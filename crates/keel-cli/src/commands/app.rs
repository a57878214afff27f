//! Application stack commands.

use anyhow::{Context, Result};
use keel_stacks::ApplicationBuilder;

use super::{Workspace, spawn_printer};

/// Deploy an application stack bound to `foundation`.
pub async fn deploy(workspace: &Workspace, stack: &str, foundation: &str) -> Result<()> {
    println!("Deploying {} onto foundation {}", stack, foundation);
    let (tx, printer) = spawn_printer();
    let builder = ApplicationBuilder::new(
        workspace.config.clone(),
        workspace.engine(),
        workspace.store.clone(),
    )
    .with_events(tx);

    let result = builder.deploy_from(stack, foundation).await;
    drop(builder);
    let _ = printer.await;
    workspace.persist().await?;

    let deployment = result.with_context(|| format!("Failed to deploy {}", stack))?;
    println!("\n✓ Application '{}' deployed", stack);
    println!("  image:   {}", deployment.image_uri);
    println!("  service: {}", deployment.service_handle);
    match deployment.rule.priority {
        Some(priority) => println!("  route:   {} (priority {})", deployment.rule.condition, priority),
        None => println!("  route:   {}", deployment.rule.condition),
    }
    Ok(())
}

/// Destroy an application stack and its routing rule.
pub async fn destroy(workspace: &Workspace, stack: &str) -> Result<()> {
    println!("Destroying application: {}", stack);
    let (tx, printer) = spawn_printer();
    let builder = ApplicationBuilder::new(
        workspace.config.clone(),
        workspace.engine(),
        workspace.store.clone(),
    )
    .with_events(tx);

    let result = builder.destroy(stack).await;
    drop(builder);
    let _ = printer.await;
    workspace.persist().await?;

    result.with_context(|| format!("Failed to destroy {}", stack))?;
    println!("\n✓ Application '{}' destroyed", stack);
    Ok(())
}
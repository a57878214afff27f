//! Configuration for Keel.
//!
//! This crate handles:
//! - Project configuration (keel.kdl)
//! - Resource name templates and interpolation
//! - Media storage configuration from the environment

pub mod error;
pub mod media;
pub mod naming;
pub mod project;

pub use error::{ConfigError, ConfigResult};
pub use media::{MediaBackendConfig, MediaConfig};
pub use naming::NameContext;
pub use project::{
    ApplicationConfig, BastionConfig, ContainerConfig, DatabaseConfig, FoundationConfig,
    HealthCheckConfig, ImageConfig, ProjectConfig, load_project_config, parse_project_config,
};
# # #
→ PROBLEM: Wherever the string "deployment" appears in a line of the records above, copy that line.

→ SOLUTION TO THIS PROBLEM:
    let deployment = result.with_context(|| format!("Failed to deploy {}", stack))?;
    println!("  image:   {}", deployment.image_uri);
    println!("  service: {}", deployment.service_handle);
    match deployment.rule.priority {
        Some(priority) => println!("  route:   {} (priority {})", deployment.rule.condition, priority),
        None => println!("  route:   {}", deployment.rule.condition),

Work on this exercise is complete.